On Tue, Jan 21, 2025 at 02:49:13PM +0100, Vlastimil Babka wrote:
> On 1/21/25 2:33 PM, Uladzislau Rezki wrote:
> > On Mon, Jan 20, 2025 at 11:06:13PM +0100, Vlastimil Babka wrote:
> >> On 12/16/24 17:46, Paul E. McKenney wrote:
> >>> On Mon, Dec 16, 2024 at 04:55:06PM +0100, Uladzislau Rezki wrote:
> >>>> On Mon, Dec 16, 2024 at 04:44:41PM +0100, Vlastimil Babka wrote:
> >>>>> On 12/16/24 16:41, Uladzislau Rezki wrote:
> >>>>>> On Mon, Dec 16, 2024 at 03:20:44PM +0100, Vlastimil Babka wrote:
> >>>>>>> On 12/16/24 12:03, Uladzislau Rezki wrote:
> >>>>>>>> On Sun, Dec 15, 2024 at 06:30:02PM +0100, Vlastimil Babka wrote:
> >>>>>>>>
> >>>>>>>>> Also how about a followup patch moving the rcu-tiny implementation of
> >>>>>>>>> kvfree_call_rcu()?
> >>>>>>>>>
> >>>>>>>> As, Paul already noted, it would make sense. Or just remove a tiny
> >>>>>>>> implementation.
> >>>>>>>
> >>>>>>> AFAICS tiny rcu is for !SMP systems. Do they benefit from the "full"

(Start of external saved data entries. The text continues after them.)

mod configuration;
mod error;
mod routes;
mod state;

use tracing_subscriber::EnvFilter;

#[tokio::main]
async fn main() -> anyhow::Result<()> {
    tracing_subscriber::fmt()
        .with_env_filter(EnvFilter::try_from_default_env().unwrap_or_else(|_| EnvFilter::new("info")))
        .init();

    let settings = configuration::Settings::new()?;
    tracing::info!(
        gateway_url = %settings.gateway_url,
        scope = %settings.cognito_scope,
        workload_name = %settings.workload_name,
        user_id = %settings.user_id,
        "loaded configuration"
    );

    let state = state::AppState::from_settings(&settings)?;
    let app = routes::configure(state);

    let listener = tokio::net::TcpListener::bind(settings.socket_addr()?).await?;
    tracing::info!("listening on {}", listener.local_addr()?);

    axum::serve(listener, app).await?;
    Ok(())
}
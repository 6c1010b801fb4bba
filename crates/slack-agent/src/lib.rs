pub mod agent;
pub mod errors;
pub mod gateway;
pub mod identity;
pub mod models;
pub mod prompt_template;
pub mod providers;
pub mod systems;
pub mod wrapper;

pub use errors::{WrapperError, WrapperResult};
pub use wrapper::{EventStream, IdentityAwareAgent, ProviderFactory, WrapperConfig};
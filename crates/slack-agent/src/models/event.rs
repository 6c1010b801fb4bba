use serde::{Deserialize, Serialize};
use serde_json::Value;

use super::content::Content;

/// One unit of agent output, relayed to the caller in emission order.
///
/// Every variant serializes with a `type` tag. `Error` additionally carries an `error`
/// key, which is what runtime callers look for to detect failure.
#[derive(Debug, Clone, PartialEq, Serialize, Deserialize)]
#[serde(tag = "type", rename_all = "snake_case")]
pub enum StreamEvent {
    Text {
        text: String,
    },
    ToolUse {
        id: String,
        name: String,
        input: Value,
    },
    ToolResult {
        id: String,
        content: Vec<Content>,
        is_error: bool,
    },
    Final {
        text: String,
    },
    Error {
        error: String,
    },
}

impl StreamEvent {
    pub fn text<S: Into<String>>(text: S) -> Self {
        StreamEvent::Text { text: text.into() }
    }

    pub fn error<S: Into<String>>(error: S) -> Self {
        StreamEvent::Error {
            error: error.into(),
        }
    }

    pub fn is_error(&self) -> bool {
        matches!(self, StreamEvent::Error { .. })
    }
}
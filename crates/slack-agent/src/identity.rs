//! Access-token acquisition from the identity broker.
//!
//! The wrapper never receives a token implicitly: it builds a [`TokenRequest`], hands it
//! to an [`IdentityBroker`] and passes the resulting [`AccessToken`] on explicitly.
pub mod cache;
pub mod oauth;
pub mod token;

pub use cache::TokenCache;
pub use oauth::{ClientCredentialsBroker, ClientCredentialsConfig};
pub use token::{AccessToken, AuthFlow, TokenRequest};

use async_trait::async_trait;
use thiserror::Error;

/// Detailed reasons a token request failed. These stay inside the crate's logs; callers
/// of the wrapper only ever see a generic authentication failure.
#[derive(Error, Debug)]
pub enum AuthError {
    #[error("invalid token request: {0}")]
    InvalidRequest(String),

    #[error("identity broker rejected the request with status {status}: {body}")]
    Rejected { status: u16, body: String },

    #[error("identity broker returned a malformed response: {0}")]
    MalformedResponse(String),

    #[error("identity broker unreachable: {0}")]
    Network(#[from] reqwest::Error),
}

/// A service able to exchange workload credentials for a bearer token
#[async_trait]
pub trait IdentityBroker: Send + Sync {
    async fn get_token(&self, request: &TokenRequest) -> Result<AccessToken, AuthError>;
}
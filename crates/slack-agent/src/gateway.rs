//! Client side of the MCP tool gateway.
//!
//! The gateway fronts the Slack workspace API and exposes it as MCP tools over streamable
//! HTTP. This module opens the authenticated session, pages through `tools/list` and
//! dispatches `tools/call`.
pub mod protocol;
pub mod tools;
pub mod transport;

pub use protocol::{CallToolResult, ListToolsResult};
pub use tools::{list_tools, GatewaySystem};
pub use transport::StreamableHttpTransport;

use async_trait::async_trait;
use thiserror::Error;

use crate::models::tool::ToolCall;

#[derive(Error, Debug)]
pub enum GatewayError {
    #[error("gateway request failed: {0}")]
    Http(#[from] reqwest::Error),

    #[error("gateway returned HTTP {0}")]
    Status(u16),

    #[error("gateway rejected the bearer token")]
    Unauthorized,

    #[error("gateway error {code}: {message}")]
    Rpc { code: i64, message: String },

    #[error("malformed gateway response: {0}")]
    Protocol(String),

    #[error("gateway repeated pagination cursor {0:?}")]
    CursorLoop(String),

    #[error("gateway session already closed")]
    Closed,
}

/// An open, authenticated session with the tool gateway
#[async_trait]
pub trait ToolGateway: Send + Sync {
    /// Fetch one page of tool descriptors, starting after `cursor`
    async fn list_tools_page(&self, cursor: Option<&str>) -> Result<ListToolsResult, GatewayError>;

    /// Invoke a tool by name
    async fn call_tool(&self, call: &ToolCall) -> Result<CallToolResult, GatewayError>;

    /// Release the session. Further calls fail with [`GatewayError::Closed`].
    async fn close(&self) -> Result<(), GatewayError>;
}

> >>>>>>> implementation with all the batching etc or would that be unnecessary overhead?
> >>>>>>>
> >>>>>> Yes, it is for a really small systems with low amount of memory. I see
> >>>>>> only one overhead it is about driving objects in pages. For a small
> >>>>>> system it can be critical because we allocate.
> >>>>>>
> >>>>>> From the other hand, for a tiny variant we can modify the normal variant
> >>>>>> by bypassing batching logic, thus do not consume memory(for Tiny case)
> >>>>>> i.e. merge it to a normal kvfree_rcu() path.
> >>>>>
> >>>>> Maybe we could change it to use CONFIG_SLUB_TINY as that has similar use
> >>>>> case (less memory usage on low memory system, tradeoff for worse performance).
> >>>>>
> >>>> Yep, i also was thinking about that without saying it :)
> >>>
> >>> Works for me as well!
> >>
> >> Hi, so I tried looking at this. First I just moved the code to slab as seen
> >> in the top-most commit here [1]. Hope the non-inlined __kvfree_call_rcu() is
> >> not a show-stopper here.
> >>
> >> Then I wanted to switch the #ifdefs from CONFIG_TINY_RCU to CONFIG_SLUB_TINY
> >> to control whether we use the full blown batching implementation or the
> >> simple call_rcu() implmentation, and realized it's not straightforward and
> >> reveals there are still some subtle dependencies of kvfree_rcu() on RCU
> >> internals :)
> >>
> >> Problem 1: !CONFIG_SLUB_TINY with CONFIG_TINY_RCU
> >>
> >> AFAICS the batching implementation includes kfree_rcu_scheduler_running()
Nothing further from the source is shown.